Segment 3: Things to Consider When There is Inadequate Response to Treatment

[00:08:14 - 00:08:40] Dr. Perez-Chada So, if your patient is facing inadequate response to therapy, what might you consider? Here are some potential strategies. First you can reassess the diagnosis. Could there be another condition mimicking PsA? Sometimes overlapping autoimmune diseases or mechanical issues can be at play. You could also check medication adherence. Is the patient taking the medication correctly?

[00:08:40 - 00:09:17] Dr. Perez-Chada Another strategy is to evaluate the need for combination therapy. Once treatment failure is determined, certain therapies may be combined to enhance disease control, especially in patients with refractory PsA or multiple disease domains. Combination strategies may help restore treatment efficacy. Medications may also be combined to target different inflammatory pathways involved in the pathogenesis of PsA for broader immune modulation, though these approaches require careful monitoring for safety and efficacy.

[00:09:17 - 00:09:56] Dr. Perez-Chada You can also consider switching therapies. PsA treatments span multiple drug classes including antimetabolites, immunosuppressants, TNF inhibitors, IL-17 and IL-12/23 inhibitors, CTLA-4 inhibitors, JAK inhibitors, PDE4 inhibitors, biologic and conventional synthetic DMARDs. If a patient does not respond adequately or loses this response over time, it might be worth switching medications, whether in the same class or to a different mechanism, to see if the patient can improve.
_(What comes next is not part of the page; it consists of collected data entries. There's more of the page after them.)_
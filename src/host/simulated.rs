//! In-memory host used by tests, benches and headless tooling.
//!
//! Widgets are plain records, timers fire only when [`SimulatedHost::advance`]
//! moves the simulated clock. Callbacks run outside the host lock so they can
//! call straight back into the display.

use std::collections::BTreeMap;
use std::sync::Mutex;
use std::sync::atomic::{AtomicBool, Ordering};
use std::time::Duration;

use super::{
    ContextHost, ControllerHandle, DisplayHost, TimerCallback, TimerHandle, TimerHost, UiLayer,
    Visibility, WidgetHandle,
};

#[derive(Debug, Clone, Copy, PartialEq, Eq)]
pub enum Attachment {
    Detached,
    Display(UiLayer),
    Container(WidgetHandle),
}

#[derive(Debug, Clone, PartialEq, Eq)]
pub struct WidgetRecord {
    pub class_name: String,
    pub owner: Option<ControllerHandle>,
    pub attachment: Attachment,
    pub visibility: Visibility,
}

struct PendingTimer {
    handle: TimerHandle,
    due: Duration,
    callback: TimerCallback,
}

#[derive(Default)]
struct SimulatedState {
    next_widget: u64,
    next_timer: u64,
    now: Duration,
    widgets: BTreeMap<WidgetHandle, WidgetRecord>,
    timers: Vec<PendingTimer>,
}

impl SimulatedState {
    fn take_next_due(&mut self, deadline: Duration) -> Option<PendingTimer> {
        let idx = self
            .timers
            .iter()
            .enumerate()
            .filter(|(_, timer)| timer.due <= deadline)
            .min_by_key(|(_, timer)| (timer.due, timer.handle))
            .map(|(idx, _)| idx)?;
        Some(self.timers.remove(idx))
    }
}

#[derive(Default)]
pub struct SimulatedHost {
    state: Mutex<SimulatedState>,
    headless: AtomicBool,
    default_controller: Mutex<Option<ControllerHandle>>,
}

impl SimulatedHost {
    pub fn new() -> Self {
        Self::default()
    }

    /// A host that reports itself as a dedicated server.
    pub fn headless() -> Self {
        let host = Self::default();
        host.set_headless(true);
        host
    }

    pub fn set_headless(&self, headless: bool) {
        self.headless.store(headless, Ordering::SeqCst);
    }

    pub fn set_default_controller(&self, controller: Option<ControllerHandle>) {
        if let Ok(mut guard) = self.default_controller.lock() {
            *guard = controller;
        }
    }

    pub fn widget(&self, handle: WidgetHandle) -> Option<WidgetRecord> {
        self.state
            .lock()
            .ok()
            .and_then(|state| state.widgets.get(&handle).cloned())
    }

    pub fn attachment(&self, handle: WidgetHandle) -> Option<Attachment> {
        self.widget(handle).map(|record| record.attachment)
    }

    pub fn visibility(&self, handle: WidgetHandle) -> Option<Visibility> {
        self.widget(handle).map(|record| record.visibility)
    }

    pub fn is_on_display(&self, handle: WidgetHandle) -> bool {
        matches!(self.attachment(handle), Some(Attachment::Display(_)))
    }

    pub fn children_of(&self, container: WidgetHandle) -> Vec<WidgetHandle> {
        self.state
            .lock()
            .map(|state| {
                state
                    .widgets
                    .iter()
                    .filter(|(_, record)| record.attachment == Attachment::Container(container))
                    .map(|(handle, _)| *handle)
                    .collect()
            })
            .unwrap_or_default()
    }

    /// Widgets currently attached anywhere (display or container).
    pub fn attached_count(&self) -> usize {
        self.state
            .lock()
            .map(|state| {
                state
                    .widgets
                    .values()
                    .filter(|record| record.attachment != Attachment::Detached)
                    .count()
            })
            .unwrap_or(0)
    }

    pub fn widget_count(&self) -> usize {
        self.state.lock().map(|state| state.widgets.len()).unwrap_or(0)
    }

    pub fn pending_timers(&self) -> usize {
        self.state.lock().map(|state| state.timers.len()).unwrap_or(0)
    }

    pub fn now(&self) -> Duration {
        self.state.lock().map(|state| state.now).unwrap_or_default()
    }

    /// Moves the clock forward, firing due timers in order. Returns the
    /// number of callbacks run.
    pub fn advance(&self, delta: Duration) -> usize {
        let deadline = match self.state.lock() {
            Ok(state) => state.now + delta,
            Err(_) => return 0,
        };

        let mut fired = 0;
        loop {
            let next = match self.state.lock() {
                Ok(mut state) => {
                    let next = state.take_next_due(deadline);
                    if let Some(timer) = next.as_ref() {
                        state.now = timer.due;
                    }
                    next
                }
                Err(_) => None,
            };
            let Some(timer) = next else {
                break;
            };
            (timer.callback)();
            fired += 1;
        }

        if let Ok(mut state) = self.state.lock() {
            state.now = deadline;
        }
        fired
    }

    fn update_widget(&self, handle: WidgetHandle, update: impl FnOnce(&mut WidgetRecord)) {
        if let Ok(mut state) = self.state.lock() {
            if let Some(record) = state.widgets.get_mut(&handle) {
                update(record);
            }
        }
    }
}

impl DisplayHost for SimulatedHost {
    fn create_widget(&self, class_name: &str, owner: Option<ControllerHandle>) -> WidgetHandle {
        let mut state = match self.state.lock() {
            Ok(state) => state,
            Err(poisoned) => poisoned.into_inner(),
        };
        state.next_widget += 1;
        let handle = WidgetHandle(state.next_widget);
        state.widgets.insert(
            handle,
            WidgetRecord {
                class_name: class_name.to_string(),
                owner,
                attachment: Attachment::Detached,
                visibility: Visibility::Visible,
            },
        );
        handle
    }

    fn attach_to_display(&self, widget: WidgetHandle, layer: UiLayer) {
        self.update_widget(widget, |record| {
            record.attachment = Attachment::Display(layer);
        });
    }

    fn attach_to_container(&self, container: WidgetHandle, child: WidgetHandle) {
        self.update_widget(child, |record| {
            record.attachment = Attachment::Container(container);
        });
    }

    fn detach(&self, widget: WidgetHandle) {
        self.update_widget(widget, |record| {
            record.attachment = Attachment::Detached;
        });
    }

    fn set_visibility(&self, widget: WidgetHandle, visibility: Visibility) {
        self.update_widget(widget, |record| {
            record.visibility = visibility;
        });
    }

    fn release_widget(&self, widget: WidgetHandle) {
        if let Ok(mut state) = self.state.lock() {
            state.widgets.remove(&widget);
        }
    }
}

impl TimerHost for SimulatedHost {
    fn schedule_once(&self, delay: Duration, callback: TimerCallback) -> TimerHandle {
        let mut state = match self.state.lock() {
            Ok(state) => state,
            Err(poisoned) => poisoned.into_inner(),
        };
        state.next_timer += 1;
        let handle = TimerHandle(state.next_timer);
        let due = state.now + delay;
        state.timers.push(PendingTimer {
            handle,
            due,
            callback,
        });
        handle
    }

    fn cancel(&self, timer: TimerHandle) {
        if let Ok(mut state) = self.state.lock() {
            state.timers.retain(|pending| pending.handle != timer);
        }
    }
}

impl ContextHost for SimulatedHost {
    fn is_headless(&self) -> bool {
        self.headless.load(Ordering::SeqCst)
    }

    fn default_controller(&self) -> Option<ControllerHandle> {
        self.default_controller.lock().ok().and_then(|guard| *guard)
    }
}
[00:09:56 - 00:10:26] Dr. Perez-Chada And in clinical practice it's essential to have an open dialog with patients. Understanding their concerns, expectations and lifestyle can help tailor an approach that works better for them. For example, encouraging weight management, exercise, smoking cessation and mental health support can enhance treatment effectiveness. Similarly, engaging patients in shared decision-making ensures they feel heard and empowered in their treatment journey.

Segment 4: The Emotional Impact of Inadequate Response

[00:10:26 - 00:10:37] Dr. Perez-Chada Beyond clinical outcomes, patient-reported outcomes, including measures of health-related quality of life, provide actionable insights into how PsA truly affects patients' lives.
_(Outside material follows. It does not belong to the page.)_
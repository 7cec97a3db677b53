pub mod currency;
pub mod expense;
pub mod identity;
pub mod rule;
[00:10:37 - 00:11:02] Dr. Perez-Chada Let's not forget the emotional toll treatment failure can take. Patients often feel discouraged, frustrated, or even hopeless when their treatment isn't working. This is where healthcare providers play a key role, not just in offering new options, but in providing reassurance and support. Living with PsA can adversely affect the emotional well-being and relationships of patients.

[00:11:02 - 00:11:36] Dr. Perez-Chada In a study conducted by Coates et al, 69% of patients with PsA reported that the disease had a significant impact on their emotional and mental well-being, 56% reported effects on romantic relationships and intimacy and 44% indicated an impact on relationships with family and friends. Encouraging patients to advocate for themselves, seek second opinions, if necessary, and stay informed about treatment options can make an important difference.

[00:11:36 - 00:11:49] Dr. Perez-Chada Active listening and open communication can build trust and empower patients to take a more active role in the management of their disease. Providing mental health resources and support groups can also be valuable.

Takeaways and Closing

[00:11:49 - 00:12:20] Dr. Perez-Chada The good news? PsA treatment options are evolving rapidly. Ongoing research into new therapies offers hope for increasing options for patients to find the optimal treatment for them. Precision medicine and biomarker driven approaches are currently being studied and may lead to more targeted therapies. Managing PsA requires a collaborative, proactive approach—one that adapts to the patient's unique needs and changing disease state.

[00:12:20 - 00:12:41] Dr. Perez-Chada Treatment challenges in psoriatic arthritis is multifaceted and requires a thorough reevaluation of the patient's condition and therapy. Individualized treatment strategies, combined with patient education and support are important for successful outcomes. Thank you for tuning in to navigating treatment challenges in Psoriatic Arthritis.